• **Description of the task**: Scan the listing below and copy every line holding "RteVal".

• **Data for review**:
use std::path::PathBuf;

use pretty_assertions::assert_eq;

use crate::dao::in_memory_dao::InMemoryDao;
use crate::utils::CancellationToken;

use super::*;

fn user(ds_uuid: PbUuid, id: i64, first_name: &str) -> User {
    User {
        ds_uuid, id: UserId(id),
        first_name_option: Some(first_name.to_owned()), last_name_option: None,
        username_option: None, phone_number_option: None,
    }
}

fn chat(ds_uuid: PbUuid, id: i64, tpe: ChatType, member_ids: Vec<i64>, msg_count: i32) -> Chat {
    Chat {
        ds_uuid, id: ChatId(id), name_option: Some(format!("chat {id}")), tpe,
        img_path_option: None, member_ids: member_ids.into_iter().map(UserId).collect(),
        msg_count,
    }
}

fn regular(internal_id: i64, ts: i64, from_id: i64, text: &str) -> Message {
    Message::new(MessageInternalId(internal_id), None, Timestamp(ts), UserId(from_id),
                 vec![RichText::make_plain(text.to_owned())],
                 Typed::Regular(MessageRegular {
                     edit_time_option: None, forward_from_name_option: None,
                     reply_to_source_id_option: None, content_option: None,
                 }))
}

fn photo(internal_id: i64, from_id: i64, path: &str) -> Message {
    Message::new(MessageInternalId(internal_id), None, Timestamp(1), UserId(from_id), vec![],
                 Typed::Regular(MessageRegular {
                     edit_time_option: None, forward_from_name_option: None,
                     reply_to_source_id_option: None,
                     content_option: Some(Content::Photo { path_option: Some(path.to_owned()), width: 1, height: 1 }),
                 }))
}

fn group_create(internal_id: i64, from_id: i64, members: Vec<String>) -> Message {
    Message::new(MessageInternalId(internal_id), None, Timestamp(1), UserId(from_id), vec![],
                 Typed::Service(MessageService::GroupCreate { title: "grp".to_owned(), members }))
}

fn build(root_name: &str, ds_uuid: PbUuid, myself_id: UserId,
         users: Vec<User>, chats: Vec<(Chat, Vec<Message>)>) -> (InMemoryDao, Dataset) {
    let dataset = Dataset { uuid: ds_uuid, alias: root_name.to_owned(), source_type: "test".to_owned() };
    let root = DatasetRoot(PathBuf::from(format!("/tmp/merger-tests-{root_name}")));
    let dao = InMemoryDao::new(root_name.to_owned(), root.0.clone())
        .with_dataset(dataset.clone(), root, myself_id, users, chats);
    (dao, dataset)
}

fn target(root_name: &str) -> InMemoryDao {
    InMemoryDao::new(root_name.to_owned(), PathBuf::from(format!("/tmp/merger-tests-{root_name}")))
}

fn m(id: i64) -> MasterInternalId { MasterInternalId(MessageInternalId(id)) }
fn s(id: i64) -> SlaveInternalId { SlaveInternalId(MessageInternalId(id)) }

#[test]
fn keep_and_add_chats_copy_messages_from_their_respective_sides() -> Result<()> {
    let master_uuid = PbUuid::random();
    let slave_uuid = PbUuid::random();

    let (master_dao, master_ds) = build("keep-add-master", master_uuid, UserId(1),
        vec![user(master_uuid, 1, "Alice")],
        vec![(chat(master_uuid, 1, ChatType::PrivateGroup, vec![1], 2),
              vec![regular(1, 1, 1, "a"), regular(2, 2, 1, "b")])]);

    let (slave_dao, slave_ds) = build("keep-add-slave", slave_uuid, UserId(1),
        vec![user(slave_uuid, 1, "Alice")],
        vec![(chat(slave_uuid, 2, ChatType::PrivateGroup, vec![1], 1),
              vec![regular(1, 1, 1, "c")])]);

    let mut target_dao = target("keep-add-target");
    let outcome = merge_datasets(&master_dao, &master_ds, &slave_dao, &slave_ds, &mut target_dao,
        vec![UserMergeOption::Replace(UserId(1))],
        vec![ChatMergeOption::Keep { master_chat_id: ChatId(1) }, ChatMergeOption::Add { slave_chat_id: ChatId(2) }],
        &CancellationToken::new())?;
    let new_ds_uuid = match outcome { Outcome::Done(uuid) => uuid, Outcome::Cancelled => panic!("cancelled") };

    let mut chats = target_dao.chats(&new_ds_uuid)?;
    chats.sort_by_key(|cwd| cwd.chat.id.0);
    assert_eq!(chats.len(), 2);

    let msgs0 = target_dao.scroll_messages(&chats[0].chat, 0, 10)?;
    assert_eq!(msgs0.iter().map(|m| m.text[0].val.clone()).collect::<Vec<_>>(),
               vec![RteVal::Plain("a".to_owned()), RteVal::Plain("b".to_owned())]);

    let msgs1 = target_dao.scroll_messages(&chats[1].chat, 0, 10)?;
    assert_eq!(msgs1.iter().map(|m| m.text[0].val.clone()).collect::<Vec<_>>(),
               vec![RteVal::Plain("c".to_owned())]);
    Ok(())
}

#[test]
fn combine_match_segment_carries_the_message_through() -> Result<()> {
    let master_uuid = PbUuid::random();
    let slave_uuid = PbUuid::random();

    let (master_dao, master_ds) = build("combine-match-master", master_uuid, UserId(1),
        vec![user(master_uuid, 1, "Alice")],
        vec![(chat(master_uuid, 3, ChatType::PrivateGroup, vec![1], 1), vec![regular(1, 1, 1, "hi")])]);

    let (slave_dao, slave_ds) = build("combine-match-slave", slave_uuid, UserId(1),
        vec![user(slave_uuid, 1, "Alice")],
        vec![(chat(slave_uuid, 3, ChatType::PrivateGroup, vec![1], 1), vec![regular(1, 1, 1, "hi")])]);

    let mut target_dao = target("combine-match-target");
    let decisions = vec![MessagesMergeDecision::Match {
        first_master_msg_id: m(1), last_master_msg_id: m(1),
        first_slave_msg_id: s(1), last_slave_msg_id: s(1),
    }];
    let outcome = merge_datasets(&master_dao, &master_ds, &slave_dao, &slave_ds, &mut target_dao,
        vec![UserMergeOption::Replace(UserId(1))],
        vec![ChatMergeOption::Combine { chat_id: ChatId(3), message_merges: decisions }],
        &CancellationToken::new())?;
    let new_ds_uuid = match outcome { Outcome::Done(uuid) => uuid, Outcome::Cancelled => panic!("cancelled") };

    let chats = target_dao.chats(&new_ds_uuid)?;
    assert_eq!(chats.len(), 1);
    let msgs = target_dao.scroll_messages(&chats[0].chat, 0, 10)?;
    assert_eq!(msgs.len(), 1);
    assert_eq!(msgs[0].text[0].val, RteVal::Plain("hi".to_owned()));
    Ok(())
}

#[test]
fn personal_chat_is_renamed_to_the_final_interlocutor_name() -> Result<()> {
    let master_uuid = PbUuid::random();
    let slave_uuid = PbUuid::random();

    let (master_dao, master_ds) = build("personal-master", master_uuid, UserId(1),
        vec![user(master_uuid, 1, "Alice"), user(master_uuid, 2, "Bob Old")],
        vec![(chat(master_uuid, 4, ChatType::Personal, vec![1, 2], 1), vec![regular(1, 1, 2, "hey")])]);

    let (slave_dao, slave_ds) = build("personal-slave", slave_uuid, UserId(1),
        vec![user(slave_uuid, 1, "Alice"), user(slave_uuid, 2, "Bob New")],
        vec![(chat(slave_uuid, 4, ChatType::Personal, vec![1, 2], 1), vec![regular(1, 1, 2, "hey")])]);

    let mut target_dao = target("personal-target");
    let outcome = merge_datasets(&master_dao, &master_ds, &slave_dao, &slave_ds, &mut target_dao,
        vec![UserMergeOption::Replace(UserId(1)), UserMergeOption::Replace(UserId(2))],
        vec![ChatMergeOption::Add { slave_chat_id: ChatId(4) }],
        &CancellationToken::new())?;
    let new_ds_uuid = match outcome { Outcome::Done(uuid) => uuid, Outcome::Cancelled => panic!("cancelled") };

    let chats = target_dao.chats(&new_ds_uuid)?;
    assert_eq!(chats.len(), 1);
    assert_eq!(chats[0].chat.name_option, Some("Bob New".to_owned()));
    Ok(())
}

#[test]
fn group_service_message_members_are_rewritten_to_final_names() -> Result<()> {
    let master_uuid = PbUuid::random();
    let slave_uuid = PbUuid::random();

    let (master_dao, master_ds) = build("members-master", master_uuid, UserId(1),
        vec![user(master_uuid, 1, "Alice"), user(master_uuid, 2, "Bob Old")],
        vec![(chat(master_uuid, 5, ChatType::PrivateGroup, vec![1, 2], 1),
              vec![group_create(1, 1, vec!["Bob Old".to_owned()])])]);

    let (slave_dao, slave_ds) = build("members-slave", slave_uuid, UserId(1),
        vec![user(slave_uuid, 1, "Alice"), user(slave_uuid, 2, "Bob New")],
        vec![]);

    let mut target_dao = target("members-target");
    let outcome = merge_datasets(&master_dao, &master_ds, &slave_dao, &slave_ds, &mut target_dao,
        vec![UserMergeOption::Replace(UserId(1)), UserMergeOption::Replace(UserId(2))],
        vec![ChatMergeOption::Keep { master_chat_id: ChatId(5) }],
        &CancellationToken::new())?;
    let new_ds_uuid = match outcome { Outcome::Done(uuid) => uuid, Outcome::Cancelled => panic!("cancelled") };

    let chats = target_dao.chats(&new_ds_uuid)?;
    let msgs = target_dao.scroll_messages(&chats[0].chat, 0, 10)?;
    match &msgs[0].typed {
        Typed::Service(MessageService::GroupCreate { members, .. }) =>
            assert_eq!(members, &vec!["Bob New".to_owned()]),
        other => panic!("expected GroupCreate, got {other:?}"),
    }
    Ok(())
}

#[test]
fn match_segment_prefers_the_side_whose_file_actually_exists() -> Result<()> {
    let master_uuid = PbUuid::random();
    let slave_uuid = PbUuid::random();

    let slave_root = PathBuf::from("/tmp/merger-tests-file-pref-slave");
    std::fs::create_dir_all(&slave_root)?;
    std::fs::write(slave_root.join("present.jpg"), vec![7u8; 16])?;

    let (master_dao, master_ds) = build("file-pref-master", master_uuid, UserId(1),
        vec![user(master_uuid, 1, "Alice")],
        vec![(chat(master_uuid, 6, ChatType::PrivateGroup, vec![1], 1),
              vec![photo(1, 1, "missing.jpg")])]);

    let (slave_dao, slave_ds) = build("file-pref-slave", slave_uuid, UserId(1),
        vec![user(slave_uuid, 1, "Alice")],
        vec![(chat(slave_uuid, 6, ChatType::PrivateGroup, vec![1], 1),
              vec![photo(1, 1, "present.jpg")])]);

    let mut target_dao = target("file-pref-target");
    let decisions = vec![MessagesMergeDecision::Match {
        first_master_msg_id: m(1), last_master_msg_id: m(1),
        first_slave_msg_id: s(1), last_slave_msg_id: s(1),
    }];
    let outcome = merge_datasets(&master_dao, &master_ds, &slave_dao, &slave_ds, &mut target_dao,
        vec![UserMergeOption::Replace(UserId(1))],
        vec![ChatMergeOption::Combine { chat_id: ChatId(6), message_merges: decisions }],
        &CancellationToken::new())?;
    let new_ds_uuid = match outcome { Outcome::Done(uuid) => uuid, Outcome::Cancelled => panic!("cancelled") };

    let chats = target_dao.chats(&new_ds_uuid)?;
    let msgs = target_dao.scroll_messages(&chats[0].chat, 0, 10)?;
    match &msgs[0].typed {
        Typed::Regular(MessageRegular { content_option: Some(Content::Photo { path_option, .. }), .. }) =>
            assert_eq!(path_option.as_deref(), Some("present.jpg")),
        other => panic!("expected a photo, got {other:?}"),
    }

    let new_root = target_dao.dataset_root(&new_ds_uuid)?;
    assert!(new_root.to_absolute("present.jpg").exists());
    Ok(())
}

#[test]
fn keeping_a_chat_reproduces_the_master_dataset_exactly() -> Result<()> {
    let master_uuid = PbUuid::random();
    let slave_uuid = PbUuid::random();

    let (master_dao, master_ds) = build("equal-master", master_uuid, UserId(1),
        vec![user(master_uuid, 1, "Alice")],
        vec![(chat(master_uuid, 7, ChatType::PrivateGroup, vec![1], 2),
              vec![regular(1, 1, 1, "a"), regular(2, 2, 1, "b")])]);
    let (slave_dao, slave_ds) = build("equal-slave", slave_uuid, UserId(1),
        vec![user(slave_uuid, 1, "Alice")], vec![]);

    let mut target_dao = target("equal-target");
    let outcome = merge_datasets(&master_dao, &master_ds, &slave_dao, &slave_ds, &mut target_dao,
        vec![UserMergeOption::Replace(UserId(1))],
        vec![ChatMergeOption::Keep { master_chat_id: ChatId(7) }],
        &CancellationToken::new())?;
    let new_ds_uuid = match outcome { Outcome::Done(uuid) => uuid, Outcome::Cancelled => panic!("cancelled") };

    crate::dao::ensure_datasets_are_equal(&master_dao, &master_ds.uuid, &target_dao, &new_ds_uuid)
}

#[test]
fn merge_keeps_master_users_left_unmentioned_in_the_merge_list() -> Result<()> {
    let master_uuid = PbUuid::random();
    let slave_uuid = PbUuid::random();

    let (master_dao, master_ds) = build("augment-master", master_uuid, UserId(1),
        vec![user(master_uuid, 1, "Alice"), user(master_uuid, 2, "Bob")], vec![]);
    let (slave_dao, slave_ds) = build("augment-slave", slave_uuid, UserId(1),
        vec![user(slave_uuid, 1, "Alice")], vec![]);

    let mut target_dao = target("augment-target");
    // Only master's self user is mentioned; master user 2 ("Bob") is left out and must still
    // end up in the target, carried over as a Keep.
    let outcome = merge_datasets(&master_dao, &master_ds, &slave_dao, &slave_ds, &mut target_dao,
        vec![UserMergeOption::Replace(UserId(1))], vec![], &CancellationToken::new())?;
    let new_ds_uuid = match outcome { Outcome::Done(uuid) => uuid, Outcome::Cancelled => panic!("cancelled") };

    let mut users = target_dao.users(&new_ds_uuid)?;
    users.sort_by_key(|u| u.id.0);
    assert_eq!(users.iter().map(|u| u.first_name_option.clone()).collect::<Vec<_>>(),
               vec![Some("Alice".to_owned()), Some("Bob".to_owned())]);
    Ok(())
}

#[test]
fn merge_rejects_user_merges_that_omit_a_slave_user() {
    let master_uuid = PbUuid::random();
    let slave_uuid = PbUuid::random();

    let (master_dao, master_ds) = build("reject-master", master_uuid, UserId(1),
        vec![user(master_uuid, 1, "Alice")], vec![]);
    let (slave_dao, slave_ds) = build("reject-slave", slave_uuid, UserId(1),
        vec![user(slave_uuid, 1, "Alice"), user(slave_uuid, 2, "Carol")], vec![]);

    let mut target_dao = target("reject-target");
    let result = merge_datasets(&master_dao, &master_ds, &slave_dao, &slave_ds, &mut target_dao,
        vec![UserMergeOption::Replace(UserId(1))], vec![], &CancellationToken::new());
    assert!(result.is_err());
}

• **Exercise solution**:
               vec![RteVal::Plain("a".to_owned()), RteVal::Plain("b".to_owned())]);
               vec![RteVal::Plain("c".to_owned())]);
    assert_eq!(msgs[0].text[0].val, RteVal::Plain("hi".to_owned()));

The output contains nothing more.